** Exercise **
Filter the records for "limit" and keep each line that has it.
--- Data for processing Enclosed Below ---
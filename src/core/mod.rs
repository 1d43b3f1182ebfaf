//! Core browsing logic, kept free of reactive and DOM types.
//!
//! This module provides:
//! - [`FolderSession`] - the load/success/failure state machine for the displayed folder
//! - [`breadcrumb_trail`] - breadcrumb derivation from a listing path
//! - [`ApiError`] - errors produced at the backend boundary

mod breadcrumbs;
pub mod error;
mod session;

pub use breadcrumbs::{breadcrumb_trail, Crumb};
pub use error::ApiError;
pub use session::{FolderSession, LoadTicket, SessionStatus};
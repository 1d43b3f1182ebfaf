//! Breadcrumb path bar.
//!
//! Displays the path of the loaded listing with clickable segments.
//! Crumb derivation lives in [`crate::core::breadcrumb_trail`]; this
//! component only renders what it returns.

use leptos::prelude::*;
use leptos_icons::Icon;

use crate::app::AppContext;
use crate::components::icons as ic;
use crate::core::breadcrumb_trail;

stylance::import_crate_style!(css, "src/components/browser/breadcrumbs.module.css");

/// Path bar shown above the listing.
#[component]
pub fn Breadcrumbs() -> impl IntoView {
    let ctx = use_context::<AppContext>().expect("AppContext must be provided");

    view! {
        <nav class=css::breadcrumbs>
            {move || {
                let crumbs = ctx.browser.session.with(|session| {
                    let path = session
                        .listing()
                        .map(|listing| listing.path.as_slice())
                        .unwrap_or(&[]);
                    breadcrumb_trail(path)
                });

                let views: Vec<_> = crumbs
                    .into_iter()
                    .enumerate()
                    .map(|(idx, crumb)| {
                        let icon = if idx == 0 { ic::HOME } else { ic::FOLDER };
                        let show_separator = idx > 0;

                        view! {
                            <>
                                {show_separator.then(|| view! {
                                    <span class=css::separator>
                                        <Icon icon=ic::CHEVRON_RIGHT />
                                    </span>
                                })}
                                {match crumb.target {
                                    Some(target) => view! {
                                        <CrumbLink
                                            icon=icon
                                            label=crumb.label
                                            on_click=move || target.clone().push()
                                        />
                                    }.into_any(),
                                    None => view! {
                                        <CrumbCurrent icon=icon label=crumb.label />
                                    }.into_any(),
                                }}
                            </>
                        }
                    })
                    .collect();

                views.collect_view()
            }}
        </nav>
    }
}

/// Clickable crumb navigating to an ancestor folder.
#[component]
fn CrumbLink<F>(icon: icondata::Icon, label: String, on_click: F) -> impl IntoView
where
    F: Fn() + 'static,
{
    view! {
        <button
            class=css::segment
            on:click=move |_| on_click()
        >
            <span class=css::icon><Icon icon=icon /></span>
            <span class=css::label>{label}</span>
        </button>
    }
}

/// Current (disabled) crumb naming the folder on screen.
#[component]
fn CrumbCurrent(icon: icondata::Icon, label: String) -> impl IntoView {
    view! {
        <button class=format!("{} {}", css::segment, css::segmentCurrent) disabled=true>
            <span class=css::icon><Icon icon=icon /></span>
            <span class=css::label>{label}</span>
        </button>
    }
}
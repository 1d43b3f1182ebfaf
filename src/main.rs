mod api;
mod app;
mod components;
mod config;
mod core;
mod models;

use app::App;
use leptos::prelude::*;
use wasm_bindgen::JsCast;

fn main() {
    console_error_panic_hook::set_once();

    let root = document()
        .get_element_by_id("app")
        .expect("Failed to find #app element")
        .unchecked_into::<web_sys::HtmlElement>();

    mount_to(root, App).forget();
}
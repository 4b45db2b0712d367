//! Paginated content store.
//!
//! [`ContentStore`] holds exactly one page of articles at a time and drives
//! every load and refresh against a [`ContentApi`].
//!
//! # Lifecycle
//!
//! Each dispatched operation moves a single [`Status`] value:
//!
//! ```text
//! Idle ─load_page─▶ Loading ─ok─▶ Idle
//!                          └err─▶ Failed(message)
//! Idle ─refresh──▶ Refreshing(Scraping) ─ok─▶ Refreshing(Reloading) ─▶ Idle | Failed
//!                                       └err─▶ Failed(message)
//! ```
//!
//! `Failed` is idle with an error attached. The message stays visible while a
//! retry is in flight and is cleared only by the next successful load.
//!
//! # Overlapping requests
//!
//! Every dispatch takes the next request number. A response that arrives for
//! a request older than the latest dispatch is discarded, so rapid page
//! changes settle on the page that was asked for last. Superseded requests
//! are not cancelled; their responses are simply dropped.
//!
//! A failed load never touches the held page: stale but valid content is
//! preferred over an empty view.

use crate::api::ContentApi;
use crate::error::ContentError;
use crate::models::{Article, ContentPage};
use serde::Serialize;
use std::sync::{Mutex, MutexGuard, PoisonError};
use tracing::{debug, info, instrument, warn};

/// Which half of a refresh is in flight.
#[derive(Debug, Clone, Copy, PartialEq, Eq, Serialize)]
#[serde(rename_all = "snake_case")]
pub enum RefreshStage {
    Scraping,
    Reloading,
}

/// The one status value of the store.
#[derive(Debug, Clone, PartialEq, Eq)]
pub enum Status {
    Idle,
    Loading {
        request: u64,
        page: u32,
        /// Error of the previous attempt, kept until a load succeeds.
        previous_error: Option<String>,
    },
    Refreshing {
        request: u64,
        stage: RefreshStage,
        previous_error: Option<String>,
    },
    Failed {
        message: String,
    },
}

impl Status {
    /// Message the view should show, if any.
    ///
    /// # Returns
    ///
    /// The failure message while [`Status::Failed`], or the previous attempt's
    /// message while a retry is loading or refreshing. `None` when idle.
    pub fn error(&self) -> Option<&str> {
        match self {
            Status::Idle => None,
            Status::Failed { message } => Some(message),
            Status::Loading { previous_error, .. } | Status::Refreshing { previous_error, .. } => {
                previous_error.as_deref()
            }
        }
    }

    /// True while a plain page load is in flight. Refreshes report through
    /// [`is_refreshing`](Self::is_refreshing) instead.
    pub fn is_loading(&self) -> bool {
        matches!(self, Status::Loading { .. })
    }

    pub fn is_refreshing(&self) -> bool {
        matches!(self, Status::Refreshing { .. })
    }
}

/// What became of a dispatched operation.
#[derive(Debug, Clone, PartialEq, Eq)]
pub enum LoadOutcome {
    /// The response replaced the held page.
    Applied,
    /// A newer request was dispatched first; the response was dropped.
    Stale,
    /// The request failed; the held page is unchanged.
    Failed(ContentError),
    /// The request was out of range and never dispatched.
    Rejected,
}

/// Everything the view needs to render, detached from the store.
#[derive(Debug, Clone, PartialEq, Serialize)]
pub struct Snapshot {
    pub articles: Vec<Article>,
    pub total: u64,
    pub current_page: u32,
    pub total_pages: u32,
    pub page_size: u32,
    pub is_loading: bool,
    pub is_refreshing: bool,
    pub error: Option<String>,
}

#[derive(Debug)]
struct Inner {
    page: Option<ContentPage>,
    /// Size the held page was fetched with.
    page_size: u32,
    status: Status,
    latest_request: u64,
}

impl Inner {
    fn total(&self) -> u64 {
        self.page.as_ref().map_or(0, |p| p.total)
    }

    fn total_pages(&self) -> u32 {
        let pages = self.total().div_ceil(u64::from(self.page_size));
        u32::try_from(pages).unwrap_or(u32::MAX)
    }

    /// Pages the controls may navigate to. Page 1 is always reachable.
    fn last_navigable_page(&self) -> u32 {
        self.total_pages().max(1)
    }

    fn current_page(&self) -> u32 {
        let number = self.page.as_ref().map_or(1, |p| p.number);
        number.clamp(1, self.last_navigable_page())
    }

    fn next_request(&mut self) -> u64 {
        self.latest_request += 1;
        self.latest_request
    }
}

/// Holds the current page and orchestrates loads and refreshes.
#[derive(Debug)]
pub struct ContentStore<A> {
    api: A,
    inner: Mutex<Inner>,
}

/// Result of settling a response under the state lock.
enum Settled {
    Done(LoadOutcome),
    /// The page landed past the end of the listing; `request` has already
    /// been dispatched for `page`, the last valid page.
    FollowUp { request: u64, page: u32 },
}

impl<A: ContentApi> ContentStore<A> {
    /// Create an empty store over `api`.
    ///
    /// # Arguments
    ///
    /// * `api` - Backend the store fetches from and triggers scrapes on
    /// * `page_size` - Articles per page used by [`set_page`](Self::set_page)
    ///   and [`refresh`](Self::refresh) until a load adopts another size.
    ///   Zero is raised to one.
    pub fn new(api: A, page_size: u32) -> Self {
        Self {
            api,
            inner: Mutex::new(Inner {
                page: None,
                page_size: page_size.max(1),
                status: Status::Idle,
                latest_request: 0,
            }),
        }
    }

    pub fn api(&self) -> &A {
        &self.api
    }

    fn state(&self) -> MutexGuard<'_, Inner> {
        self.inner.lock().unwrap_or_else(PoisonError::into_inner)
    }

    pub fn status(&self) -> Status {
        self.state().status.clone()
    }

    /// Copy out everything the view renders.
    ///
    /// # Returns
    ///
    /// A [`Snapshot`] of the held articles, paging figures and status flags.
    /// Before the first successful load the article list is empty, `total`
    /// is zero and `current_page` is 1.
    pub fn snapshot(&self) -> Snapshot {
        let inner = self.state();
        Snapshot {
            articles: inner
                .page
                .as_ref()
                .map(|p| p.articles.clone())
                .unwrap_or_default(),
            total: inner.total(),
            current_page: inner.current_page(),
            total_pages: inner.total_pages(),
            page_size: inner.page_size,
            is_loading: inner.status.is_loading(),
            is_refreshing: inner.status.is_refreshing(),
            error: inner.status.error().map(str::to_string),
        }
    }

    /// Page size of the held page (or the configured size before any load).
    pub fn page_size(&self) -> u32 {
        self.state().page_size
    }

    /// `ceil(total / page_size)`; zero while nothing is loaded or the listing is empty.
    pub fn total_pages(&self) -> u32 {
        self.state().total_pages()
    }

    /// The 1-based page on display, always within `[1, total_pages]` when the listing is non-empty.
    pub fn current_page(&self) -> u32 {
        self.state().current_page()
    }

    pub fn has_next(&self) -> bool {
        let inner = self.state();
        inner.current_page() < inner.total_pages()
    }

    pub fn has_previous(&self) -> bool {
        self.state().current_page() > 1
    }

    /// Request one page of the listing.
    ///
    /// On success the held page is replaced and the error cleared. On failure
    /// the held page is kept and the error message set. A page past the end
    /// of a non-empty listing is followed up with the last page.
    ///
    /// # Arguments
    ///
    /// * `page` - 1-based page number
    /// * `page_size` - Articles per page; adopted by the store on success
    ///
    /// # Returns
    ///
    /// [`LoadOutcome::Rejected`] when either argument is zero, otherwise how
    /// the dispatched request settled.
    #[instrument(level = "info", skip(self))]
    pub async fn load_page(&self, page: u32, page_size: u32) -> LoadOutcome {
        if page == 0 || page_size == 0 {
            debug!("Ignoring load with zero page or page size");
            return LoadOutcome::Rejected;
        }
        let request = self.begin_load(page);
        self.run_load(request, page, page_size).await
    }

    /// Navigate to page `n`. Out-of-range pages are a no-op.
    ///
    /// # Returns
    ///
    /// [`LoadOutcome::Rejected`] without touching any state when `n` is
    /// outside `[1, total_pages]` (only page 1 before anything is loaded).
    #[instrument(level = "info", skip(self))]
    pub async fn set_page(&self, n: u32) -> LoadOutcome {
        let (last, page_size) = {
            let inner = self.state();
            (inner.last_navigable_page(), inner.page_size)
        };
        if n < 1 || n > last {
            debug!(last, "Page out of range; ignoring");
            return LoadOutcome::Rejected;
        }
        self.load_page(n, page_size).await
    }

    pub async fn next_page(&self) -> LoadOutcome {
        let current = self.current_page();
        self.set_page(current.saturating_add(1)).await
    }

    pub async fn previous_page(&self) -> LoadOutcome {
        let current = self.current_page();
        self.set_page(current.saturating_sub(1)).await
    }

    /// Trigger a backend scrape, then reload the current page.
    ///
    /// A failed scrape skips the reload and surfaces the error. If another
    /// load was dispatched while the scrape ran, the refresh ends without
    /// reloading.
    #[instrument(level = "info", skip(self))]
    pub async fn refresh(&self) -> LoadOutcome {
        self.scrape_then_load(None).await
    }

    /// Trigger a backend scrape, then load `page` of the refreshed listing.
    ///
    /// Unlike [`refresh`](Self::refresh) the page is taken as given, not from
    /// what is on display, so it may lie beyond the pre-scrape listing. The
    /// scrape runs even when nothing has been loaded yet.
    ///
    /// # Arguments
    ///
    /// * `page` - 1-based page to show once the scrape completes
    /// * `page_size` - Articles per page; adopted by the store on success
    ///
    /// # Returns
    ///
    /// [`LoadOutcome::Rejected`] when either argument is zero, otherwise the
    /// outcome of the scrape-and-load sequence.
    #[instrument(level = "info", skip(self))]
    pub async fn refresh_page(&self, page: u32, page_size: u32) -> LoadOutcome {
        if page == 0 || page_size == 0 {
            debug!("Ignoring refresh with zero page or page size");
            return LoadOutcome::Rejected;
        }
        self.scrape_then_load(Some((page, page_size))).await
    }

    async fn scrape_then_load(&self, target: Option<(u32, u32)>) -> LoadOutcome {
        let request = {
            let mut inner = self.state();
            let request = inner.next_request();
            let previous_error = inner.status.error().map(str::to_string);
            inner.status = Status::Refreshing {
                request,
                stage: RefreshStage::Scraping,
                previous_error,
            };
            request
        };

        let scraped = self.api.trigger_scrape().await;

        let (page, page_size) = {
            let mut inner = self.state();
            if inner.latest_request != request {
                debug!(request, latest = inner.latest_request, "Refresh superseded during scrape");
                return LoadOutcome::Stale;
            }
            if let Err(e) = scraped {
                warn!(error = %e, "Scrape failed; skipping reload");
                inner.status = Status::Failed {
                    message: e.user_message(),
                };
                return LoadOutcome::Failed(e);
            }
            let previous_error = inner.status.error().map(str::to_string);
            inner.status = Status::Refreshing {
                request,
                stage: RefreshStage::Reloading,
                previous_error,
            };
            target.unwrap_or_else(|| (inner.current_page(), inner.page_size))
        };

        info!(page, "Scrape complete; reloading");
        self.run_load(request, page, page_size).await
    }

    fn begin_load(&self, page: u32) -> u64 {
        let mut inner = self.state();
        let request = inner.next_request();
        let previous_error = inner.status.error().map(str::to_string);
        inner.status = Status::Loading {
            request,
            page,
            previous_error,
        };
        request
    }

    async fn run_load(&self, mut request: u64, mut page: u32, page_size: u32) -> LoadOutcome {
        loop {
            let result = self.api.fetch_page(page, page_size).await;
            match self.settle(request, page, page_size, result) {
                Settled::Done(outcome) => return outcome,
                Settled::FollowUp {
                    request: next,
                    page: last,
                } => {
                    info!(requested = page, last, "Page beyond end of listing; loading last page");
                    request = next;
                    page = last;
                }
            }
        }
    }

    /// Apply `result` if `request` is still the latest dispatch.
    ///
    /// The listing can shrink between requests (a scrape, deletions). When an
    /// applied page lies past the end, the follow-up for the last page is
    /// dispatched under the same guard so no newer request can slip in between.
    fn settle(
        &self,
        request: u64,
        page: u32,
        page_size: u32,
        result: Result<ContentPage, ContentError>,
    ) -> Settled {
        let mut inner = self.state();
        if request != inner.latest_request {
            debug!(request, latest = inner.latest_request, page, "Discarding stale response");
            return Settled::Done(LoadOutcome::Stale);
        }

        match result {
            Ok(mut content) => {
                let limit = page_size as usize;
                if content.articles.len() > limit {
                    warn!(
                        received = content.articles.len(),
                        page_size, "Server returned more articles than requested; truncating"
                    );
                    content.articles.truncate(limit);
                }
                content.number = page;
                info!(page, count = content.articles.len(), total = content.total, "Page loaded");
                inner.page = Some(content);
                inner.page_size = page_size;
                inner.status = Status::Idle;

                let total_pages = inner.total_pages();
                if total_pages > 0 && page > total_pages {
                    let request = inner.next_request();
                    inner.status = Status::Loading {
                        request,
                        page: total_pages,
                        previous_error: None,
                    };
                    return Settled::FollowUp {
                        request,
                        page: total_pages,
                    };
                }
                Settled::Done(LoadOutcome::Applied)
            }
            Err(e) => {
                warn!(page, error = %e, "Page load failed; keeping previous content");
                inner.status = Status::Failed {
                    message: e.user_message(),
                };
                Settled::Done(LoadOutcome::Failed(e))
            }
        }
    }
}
--- End of Enclosed Data for processing ---
** Written answer **
                let limit = page_size as usize;
                if content.articles.len() > limit {
                    content.articles.truncate(limit);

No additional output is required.